(DATA SECTION)

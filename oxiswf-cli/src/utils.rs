//! Utility functions for the CLI.

use indicatif::{ProgressBar, ProgressStyle};

/// Create a progress bar with standard styling.
pub fn create_progress_bar(len: u64, enable: bool) -> ProgressBar {
    if !enable {
        return ProgressBar::hidden();
    }

    let pb = ProgressBar::new(len);
    pb.set_style(
        ProgressStyle::default_bar()
            .template("[{elapsed_precise}] [{bar:40.cyan/blue}] {pos}/{len} files {msg}")
            .expect("progress bar template is valid")
            .progress_chars("█▓▒░ "),
    );
    pb
}

/// Format a bit count as `N bits (M bytes)`, rounding bytes up.
pub fn format_bits(bits: u64) -> String {
    format!("{} bits ({} bytes)", bits, bits.div_ceil(8))
}

#[cfg(test)]
mod tests {
    use super::*;

    #[test]
    fn test_format_bits() {
        assert_eq!(format_bits(0), "0 bits (0 bytes)");
        assert_eq!(format_bits(21), "21 bits (3 bytes)");
        assert_eq!(format_bits(64), "64 bits (8 bytes)");
    }
}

(End DATA SECTION)

### PROBLEM DESCRIPTION
Where the string "enable" appears in a line of the entries above, return that line.

### PROBLEM SOLUTION
pub fn create_progress_bar(len: u64, enable: bool) -> ProgressBar {
    if !enable {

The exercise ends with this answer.